Впереди в колыбели холмов лежала узкая россыпь звезд, тусклая и едва различимая за снежной рябью. Часть из них шла рядком чуть выше остальных, другие же ютились внизу, расползаясь прямо по земле, и Даэн ощутила, как сердцу становится легче и радостней: они добрались до Трегорья и форпоста на границе с Эллоином. Они наконец свернут с Железного Тракта.
Им понадобилось девять дней для того, чтоб добраться от Лореотта до Трегорья, и, при хорошем раскладе, около шести-семи дней уйдет на путь к столице Эллоина. Даэн не знала, насколько хороши эти показатели — с одной стороны, она планировала уложить дорогу по Тракту в две недели, и ныне ее все устраивало. С другой же, неопределенность по-прежнему тревожила Птицу, и ей оставалось лишь сжимать покрепче зубы да гадать, когда же стрела сорвется с тетивы. Предсказывать что-либо о том, когда Охота начнет свою жатву, она не могла. Мара — тоже, но ведьма почему-то оставалась спокойной и тихой, словно для нее Бессмертный отмерил время, и она о том знала. Даэн дивилась этому едва ли не безразличию ко всем внешним событиям, но на все ее вопросы ведьма лишь улыбалась и отвечала, что все в руках пустоты, и Коршуну приходилось верить ей на слово. Спустя какое-то время она и сама с удивлением поняла, что темные мысли о мире на пороге беды отступили куда-то на второй план, и теперь она не просыпалась смурная, как раньше. Сейчас они и впрямь не могли ничего изменить, и для начала им должно было выполнить свою работу, а уж потом бросаться в омут с головой.
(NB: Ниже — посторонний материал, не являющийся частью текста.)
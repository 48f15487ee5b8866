//! Security middleware
//!
//! Adds hardening headers to every response and logs requests that look
//! like scanner traffic or injection attempts. Suspicious requests are only
//! logged, never blocked.

use axum::{
    extract::{ConnectInfo, FromRequestParts, Request, State},
    http::{header, request::Parts, HeaderMap, HeaderName, HeaderValue},
    middleware::Next,
    response::Response,
};
use std::convert::Infallible;
use std::net::{IpAddr, SocketAddr};

use crate::api::middleware::AppState;
use crate::config::SecurityConfig;

const X_POWERED_BY: HeaderName = HeaderName::from_static("x-powered-by");
const X_XSS_PROTECTION: HeaderName = HeaderName::from_static("x-xss-protection");
const PERMISSIONS_POLICY: HeaderName = HeaderName::from_static("permissions-policy");

/// Precomputed response headers and suspicious-request patterns
#[derive(Debug, Clone)]
pub struct SecurityHeaders {
    headers: Vec<(HeaderName, HeaderValue)>,
    suspicious_agents: Vec<String>,
    suspicious_patterns: Vec<String>,
}

impl SecurityHeaders {
    pub fn from_config(config: &SecurityConfig) -> Self {
        let mut headers = vec![
            (header::X_CONTENT_TYPE_OPTIONS, HeaderValue::from_static("nosniff")),
            (header::X_FRAME_OPTIONS, HeaderValue::from_static("DENY")),
            (X_XSS_PROTECTION, HeaderValue::from_static("1; mode=block")),
            (
                PERMISSIONS_POLICY,
                HeaderValue::from_static("geolocation=(), microphone=(), camera=()"),
            ),
        ];

        let mut push = |name: HeaderName, value: String| match HeaderValue::from_str(&value) {
            Ok(value) => headers.push((name, value)),
            Err(_) => tracing::warn!("Ignoring invalid {} header value: {}", name, value),
        };
        push(header::REFERRER_POLICY, config.referrer_policy.clone());
        if let Some(csp) = config.csp.header_value() {
            push(header::CONTENT_SECURITY_POLICY, csp);
        }
        if let Some(seconds) = config.hsts_seconds {
            push(
                header::STRICT_TRANSPORT_SECURITY,
                format!("max-age={}; includeSubDomains", seconds),
            );
        }

        Self {
            headers,
            suspicious_agents: lowercase(&config.suspicious_agents),
            suspicious_patterns: lowercase(&config.suspicious_patterns),
        }
    }

    pub fn apply(&self, headers: &mut HeaderMap) {
        for (name, value) in &self.headers {
            headers.insert(name.clone(), value.clone());
        }
        headers.remove(header::SERVER);
        headers.remove(X_POWERED_BY);
    }

    /// Why a request looks malicious, if it does
    pub fn suspicion(&self, user_agent: &str, path_and_query: &str) -> Option<String> {
        let agent = user_agent.to_lowercase();
        if let Some(tool) = self.suspicious_agents.iter().find(|a| agent.contains(a.as_str())) {
            return Some(format!("scanner user agent '{}'", tool));
        }

        let raw = path_and_query.to_lowercase();
        let decoded = urlencoding::decode(path_and_query)
            .map(|s| s.to_lowercase())
            .unwrap_or_else(|_| raw.clone());
        self.suspicious_patterns
            .iter()
            .find(|p| raw.contains(p.as_str()) || decoded.contains(p.as_str()))
            .map(|p| format!("request matches '{}'", p))
    }
}

fn lowercase(values: &[String]) -> Vec<String> {
    values.iter().map(|v| v.to_lowercase()).collect()
}

/// Client address: first `X-Forwarded-For` hop, then `X-Real-IP`, then the
/// peer address of the connection
pub fn client_ip(headers: &HeaderMap, peer: Option<SocketAddr>) -> Option<IpAddr> {
    let forwarded = headers
        .get("x-forwarded-for")
        .and_then(|v| v.to_str().ok())
        .and_then(|v| v.split(',').next())
        .and_then(|v| v.trim().parse().ok());
    let real_ip = || {
        headers
            .get("x-real-ip")
            .and_then(|v| v.to_str().ok())
            .and_then(|v| v.trim().parse().ok())
    };
    forwarded.or_else(real_ip).or(peer.map(|addr| addr.ip()))
}

/// Extractor for the client address as resolved by [`client_ip`]
#[derive(Debug, Clone, Copy)]
pub struct ClientIp(pub Option<IpAddr>);

impl<S> FromRequestParts<S> for ClientIp
where
    S: Send + Sync,
{
    type Rejection = Infallible;

    async fn from_request_parts(parts: &mut Parts, _state: &S) -> Result<Self, Self::Rejection> {
        let peer = parts
            .extensions
            .get::<ConnectInfo<SocketAddr>>()
            .map(|ConnectInfo(addr)| *addr);
        Ok(ClientIp(client_ip(&parts.headers, peer)))
    }
}

/// Security middleware, outermost on the router
pub async fn security_middleware(
    State(state): State<AppState>,
    request: Request,
    next: Next,
) -> Response {
    let user_agent = request
        .headers()
        .get(header::USER_AGENT)
        .and_then(|v| v.to_str().ok())
        .unwrap_or("");
    let path_and_query = request
        .uri()
        .path_and_query()
        .map(|pq| pq.as_str())
        .unwrap_or("/");

    if let Some(reason) = state.security.suspicion(user_agent, path_and_query) {
        let peer = request
            .extensions()
            .get::<ConnectInfo<SocketAddr>>()
            .map(|ConnectInfo(addr)| *addr);
        let ip = client_ip(request.headers(), peer)
            .map(|ip| ip.to_string())
            .unwrap_or_else(|| "unknown".to_string());
        tracing::warn!(
            target: "security",
            %ip,
            method = %request.method(),
            path = %path_and_query,
            user_agent = %user_agent,
            "Suspicious request: {}",
            reason
        );
    }

    let mut response = next.run(request).await;
    state.security.apply(response.headers_mut());
    response
}
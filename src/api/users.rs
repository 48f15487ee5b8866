//! Social and account administration endpoints
//!
//! - GET /api/v1/users/{id}/ - public profile with relationship counts
//! - POST /api/v1/users/{id}/follow, /unfollow
//! - GET /api/v1/users/{id}/followers, /following
//! - PUT /api/v1/users/{id}/roles/ - superusers only

use axum::{
    extract::State,
    routing::{get, post, put},
    Json, Router,
};
use serde::{Deserialize, Serialize};

use crate::api::common::PaginationQuery;
use crate::api::extract::{ApiJson, ApiPath, ApiQuery};
use crate::api::middleware::{ApiError, AppState, CurrentUser, MaybeUser};
use crate::api::responses::{ListResponse, PermissionsResponse};
use crate::models::{FollowOutcome, Role, UserSummary};
use crate::services::{Action, PublicProfile, Resource};

#[derive(Debug, Serialize)]
pub struct FollowResponse {
    pub user_id: i64,
    pub following: bool,
    /// False when the relationship already had the requested state
    pub changed: bool,
}

#[derive(Debug, Deserialize)]
pub struct RolesRequest {
    pub roles: Vec<Role>,
}

pub fn router() -> Router<AppState> {
    Router::new()
        .route("/users/{id}/", get(get_user))
        .route("/users/{id}/follow", post(follow))
        .route("/users/{id}/unfollow", post(unfollow))
        .route("/users/{id}/followers", get(followers))
        .route("/users/{id}/following", get(following))
        .route("/users/{id}/roles/", put(set_roles))
}

async fn get_user(
    State(state): State<AppState>,
    auth: MaybeUser,
    ApiPath(id): ApiPath<i64>,
) -> Result<Json<PublicProfile>, ApiError> {
    let resource = Resource::Profile { owner_id: Some(id) };
    state.authorize(auth.as_ref(), Action::View, resource)?;
    Ok(Json(state.follow_service.profile(id).await?))
}

async fn follow(
    State(state): State<AppState>,
    CurrentUser(auth): CurrentUser,
    ApiPath(id): ApiPath<i64>,
) -> Result<Json<FollowResponse>, ApiError> {
    state.authorize(Some(&auth), Action::Create, Resource::Follow)?;
    let outcome = state.follow_service.follow(auth.user.id, id).await?;
    Ok(Json(FollowResponse {
        user_id: id,
        following: true,
        changed: outcome == FollowOutcome::Changed,
    }))
}

async fn unfollow(
    State(state): State<AppState>,
    CurrentUser(auth): CurrentUser,
    ApiPath(id): ApiPath<i64>,
) -> Result<Json<FollowResponse>, ApiError> {
    state.authorize(Some(&auth), Action::Delete, Resource::Follow)?;
    let outcome = state.follow_service.unfollow(auth.user.id, id).await?;
    Ok(Json(FollowResponse {
        user_id: id,
        following: false,
        changed: outcome == FollowOutcome::Changed,
    }))
}

async fn followers(
    State(state): State<AppState>,
    auth: MaybeUser,
    ApiPath(id): ApiPath<i64>,
    ApiQuery(query): ApiQuery<PaginationQuery>,
) -> Result<Json<ListResponse<UserSummary>>, ApiError> {
    state.authorize(auth.as_ref(), Action::List, Resource::Follow)?;
    let page = state.follow_service.followers(id, &query.params()).await?;
    Ok(Json(page.into()))
}

async fn following(
    State(state): State<AppState>,
    auth: MaybeUser,
    ApiPath(id): ApiPath<i64>,
    ApiQuery(query): ApiQuery<PaginationQuery>,
) -> Result<Json<ListResponse<UserSummary>>, ApiError> {
    state.authorize(auth.as_ref(), Action::List, Resource::Follow)?;
    let page = state.follow_service.following(id, &query.params()).await?;
    Ok(Json(page.into()))
}

/// PUT /api/v1/users/{id}/roles/ - replace the roles of a user
async fn set_roles(
    State(state): State<AppState>,
    CurrentUser(auth): CurrentUser,
    ApiPath(id): ApiPath<i64>,
    ApiJson(body): ApiJson<RolesRequest>,
) -> Result<Json<PermissionsResponse>, ApiError> {
    state.authorize(Some(&auth), Action::Update, Resource::RoleAssignment)?;
    let principal = state.access_service.set_user_roles(id, &body.roles).await?;
    Ok(Json(principal.into()))
}
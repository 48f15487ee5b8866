//! Blog post endpoints
//!
//! Anyone may read (per `access.posts_read`); any logged-in user may write
//! a post; only its author may change or delete it.

use axum::{
    extract::State,
    http::StatusCode,
    response::IntoResponse,
    routing::get,
    Json, Router,
};

use crate::api::extract::{ApiJson, ApiPath, ApiQuery};
use crate::api::middleware::{ApiError, AppState, CurrentUser, MaybeUser};
use crate::api::responses::ListResponse;
use crate::models::Post;
use crate::services::{Action, PostInput, PostListQuery, PostSearchQuery, Resource};

pub fn router() -> Router<AppState> {
    Router::new()
        .route("/posts/", get(list_posts).post(create_post))
        .route("/posts/search/", get(search_posts))
        .route(
            "/posts/{id}/",
            get(get_post)
                .put(replace_post)
                .patch(patch_post)
                .delete(delete_post),
        )
}

/// GET /api/v1/posts/?tag=&author=
async fn list_posts(
    State(state): State<AppState>,
    auth: MaybeUser,
    ApiQuery(query): ApiQuery<PostListQuery>,
) -> Result<Json<ListResponse<Post>>, ApiError> {
    state.authorize(auth.as_ref(), Action::List, Resource::Post { owner_id: None })?;
    Ok(Json(state.post_service.list(&query).await?.into()))
}

/// GET /api/v1/posts/search/?q=
async fn search_posts(
    State(state): State<AppState>,
    auth: MaybeUser,
    ApiQuery(query): ApiQuery<PostSearchQuery>,
) -> Result<Json<ListResponse<Post>>, ApiError> {
    state.authorize(auth.as_ref(), Action::List, Resource::Post { owner_id: None })?;
    Ok(Json(state.post_service.search(&query).await?.into()))
}

async fn get_post(
    State(state): State<AppState>,
    auth: MaybeUser,
    ApiPath(id): ApiPath<i64>,
) -> Result<Json<Post>, ApiError> {
    // Reads never depend on the owner
    state.authorize(auth.as_ref(), Action::View, Resource::Post { owner_id: None })?;
    Ok(Json(state.post_service.get(id).await?))
}

async fn create_post(
    State(state): State<AppState>,
    CurrentUser(auth): CurrentUser,
    ApiJson(body): ApiJson<PostInput>,
) -> Result<impl IntoResponse, ApiError> {
    state.authorize(Some(&auth), Action::Create, Resource::Post { owner_id: None })?;
    let post = state.post_service.create(auth.user.id, body).await?;
    Ok((StatusCode::CREATED, Json(post)))
}

async fn replace_post(
    state: State<AppState>,
    user: CurrentUser,
    id: ApiPath<i64>,
    body: ApiJson<PostInput>,
) -> Result<Json<Post>, ApiError> {
    update_post(state, user, id, body, false).await
}

async fn patch_post(
    state: State<AppState>,
    user: CurrentUser,
    id: ApiPath<i64>,
    body: ApiJson<PostInput>,
) -> Result<Json<Post>, ApiError> {
    update_post(state, user, id, body, true).await
}

async fn update_post(
    State(state): State<AppState>,
    CurrentUser(auth): CurrentUser,
    ApiPath(id): ApiPath<i64>,
    ApiJson(body): ApiJson<PostInput>,
    partial: bool,
) -> Result<Json<Post>, ApiError> {
    let post = state.post_service.get(id).await?;
    let owner_id = Some(post.author_id);
    state.authorize(Some(&auth), Action::Update, Resource::Post { owner_id })?;

    Ok(Json(state.post_service.update(&post, body, partial).await?))
}

async fn delete_post(
    State(state): State<AppState>,
    CurrentUser(auth): CurrentUser,
    ApiPath(id): ApiPath<i64>,
) -> Result<StatusCode, ApiError> {
    let post = state.post_service.get(id).await?;
    let owner_id = Some(post.author_id);
    state.authorize(Some(&auth), Action::Delete, Resource::Post { owner_id })?;

    state.post_service.delete(id).await?;
    Ok(StatusCode::NO_CONTENT)
}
Не торопись, Птица. Одна мелодия — один танец. Иначе ничего не получится.
В город они должны были войти в предрассветный час, и Даэн зябко ежилась — утро всегда было самым холодным временем суток. Хотелось горячей еды, но едва ли они могли надеяться на то, что в такую рань кто-то пустит их на постоялый двор. Впрочем, в любом случае женщинам нужно было оставить лошадей в местной конюшне, и вероятность того, что за пару монет их накормят, все же была. Вообще в последнее время Коршун изредка ловила себя на мыслях о том, что ей хочется остепениться, хочется дома и уюта, и что ей опостылели дороги и холод, тяжесть Крыльев и тяжесть жизней, что лежали на ее плечах — и тут же гнала их от себя. Эти мысли напоминали чужой змеиный шепот, отравляющий ее и заставляющий лениться, усыпляющий, неправильный… Будто бы она была крохотным зверьком, пойманным в когти снежной бури, и теперь снег заметал ее, внушая мнимый покой и тишину — но лишь для того, чтоб убить ее, как только она остановится и закроет глаза. А значит, оставлять все сейчас никак нельзя. Много позже, когда все закончится, они найдут свою тихую пристань, и лес будет подкрадываться к стенам их дома, и солнце будет скользить по ее белым крутым плечам на рассвете и путаться в смоляных прядях, и…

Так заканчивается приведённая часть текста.